The task ->
Go through the material below and state how many lines include "this", giving the number only.

== Segment start ==

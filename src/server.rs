//! Per-camera HTTP server
//!
//! Routes:
//! - `GET /` → 301 to `/index.html` (built-in camera only)
//! - `GET /index.html` → viewer page
//! - `GET /stream.mjpg` → endless `multipart/x-mixed-replace` stream
//! - `GET /record/current.jpg` → next frame as a single JPEG (built-in camera only)
//!
//! Every connection is its own task and its own [`FrameReceiver`], so a
//! stalled client only stalls itself.

use axum::{
    body::Body,
    extract::{ConnectInfo, State},
    http::{header, HeaderValue, StatusCode},
    response::{Html, IntoResponse, Response},
    routing::get,
    Router,
};
use bytes::Bytes;
use futures_util::stream::{self, StreamExt};
use std::net::SocketAddr;
use std::sync::Arc;
use tokio::net::TcpListener;
use tower_http::trace::TraceLayer;
use tracing::{debug, info};

use crate::config::{CameraConfig, Resolution};
use crate::frame_buffer::{FrameBuffer, FrameReceiver};

/// Multipart boundary token
pub const BOUNDARY: &str = "FRAME";

const NO_CACHE: &str = "no-cache, private";

/// Shared state for one camera's server
#[derive(Clone)]
pub struct AppState {
    camera: Arc<CameraConfig>,
    buffer: Arc<FrameBuffer>,
}

/// HTTP front end for one stream unit
pub struct StreamingServer {
    state: AppState,
}

impl StreamingServer {
    pub fn new(camera: CameraConfig, buffer: Arc<FrameBuffer>) -> Self {
        Self {
            state: AppState {
                camera: Arc::new(camera),
                buffer,
            },
        }
    }

    /// Build the router for this camera
    pub fn router(&self) -> Router {
        let mut router = Router::new()
            .route("/index.html", get(index_handler))
            .route("/stream.mjpg", get(stream_handler));

        if self.state.camera.kind.is_builtin() {
            router = router
                .route("/", get(redirect_handler))
                .route("/record/current.jpg", get(snapshot_handler));
        }

        router
            .fallback(not_found_handler)
            .layer(TraceLayer::new_for_http())
            .with_state(self.state.clone())
    }

    /// Serve until the listener fails
    pub async fn serve(self, listener: TcpListener) -> std::io::Result<()> {
        let addr = listener.local_addr()?;
        info!(
            camera = %self.state.camera.name,
            "MJPEG streaming at http://{}/stream.mjpg", addr
        );

        let app = self.router();
        axum::serve(
            listener,
            app.into_make_service_with_connect_info::<SocketAddr>(),
        )
        .await
    }
}

/// Viewer page embedding the stream at the camera's resolution
pub fn index_page(name: &str, resolution: Resolution) -> String {
    format!(
        r#"<html>
<head>
<title>{name} Stream</title>
</head>
<body>
<center><h1>{name} Stream</h1></center>
<center><img src="stream.mjpg" width="{width}" height="{height}"></center>
</body>
</html>
"#,
        name = name,
        width = resolution.width,
        height = resolution.height,
    )
}

/// Header block that precedes each JPEG part
pub fn part_header(len: usize) -> Bytes {
    Bytes::from(format!(
        "--{}\r\nContent-Type: image/jpeg\r\nContent-Length: {}\r\n\r\n",
        BOUNDARY, len
    ))
}

async fn redirect_handler() -> Response {
    (
        StatusCode::MOVED_PERMANENTLY,
        [(header::LOCATION, "/index.html")],
    )
        .into_response()
}

async fn index_handler(State(state): State<AppState>) -> Html<String> {
    Html(index_page(&state.camera.name, state.camera.resolution))
}

async fn snapshot_handler(State(state): State<AppState>) -> Response {
    // Blocks until the capture loop publishes; a dead loop means the client
    // waits until it gives up.
    let Some(frame) = state.buffer.await_next().await else {
        return StatusCode::SERVICE_UNAVAILABLE.into_response();
    };

    let len = frame.data.len();
    let mut response = Response::new(Body::from(frame.data));
    let headers = response.headers_mut();
    headers.insert(header::CACHE_CONTROL, HeaderValue::from_static(NO_CACHE));
    headers.insert(header::PRAGMA, HeaderValue::from_static("no-cache"));
    headers.insert(header::CONTENT_TYPE, HeaderValue::from_static("image/jpeg"));
    headers.insert(header::CONTENT_LENGTH, HeaderValue::from(len));
    response
}

async fn stream_handler(
    State(state): State<AppState>,
    peer: Option<ConnectInfo<SocketAddr>>,
) -> Response {
    let client_id = peer
        .map(|ConnectInfo(addr)| addr.to_string())
        .unwrap_or_else(|| "unknown".to_string());
    debug!(camera = %state.camera.name, client = %client_id, "Streaming client connected");

    let client = StreamClient {
        rx: state.buffer.subscribe(client_id),
        camera: state.camera.name.clone(),
    };

    // Each frame becomes three chunks so the JPEG bytes are never copied.
    let parts = stream::unfold(client, |mut client| async move {
        let frame = client.rx.next().await?;
        let chunks = [
            part_header(frame.data.len()),
            frame.data,
            Bytes::from_static(b"\r\n"),
        ];
        Some((stream::iter(chunks.map(Ok::<_, std::io::Error>)), client))
    })
    .flatten();

    let mut response = Response::new(Body::from_stream(parts));
    let headers = response.headers_mut();
    headers.insert(header::AGE, HeaderValue::from_static("0"));
    headers.insert(header::CACHE_CONTROL, HeaderValue::from_static(NO_CACHE));
    headers.insert(header::PRAGMA, HeaderValue::from_static("no-cache"));
    headers.insert(
        header::CONTENT_TYPE,
        HeaderValue::from_static("multipart/x-mixed-replace; boundary=FRAME"),
    );
    response
}

async fn not_found_handler() -> StatusCode {
    StatusCode::NOT_FOUND
}

/// Reader side of one multipart connection
///
/// Hyper drops the body stream when a write fails or the peer goes away,
/// which drops this and unsubscribes from the buffer.
struct StreamClient {
    rx: FrameReceiver,
    camera: String,
}

impl Drop for StreamClient {
    fn drop(&mut self) {
        let stats = self.rx.stats();
        debug!(
            camera = %self.camera,
            client = %stats.client_id,
            frames = stats.frames_received,
            skipped = stats.frames_skipped,
            "Removed streaming client"
        );
    }
}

== Segment end ==

Answer box ->
2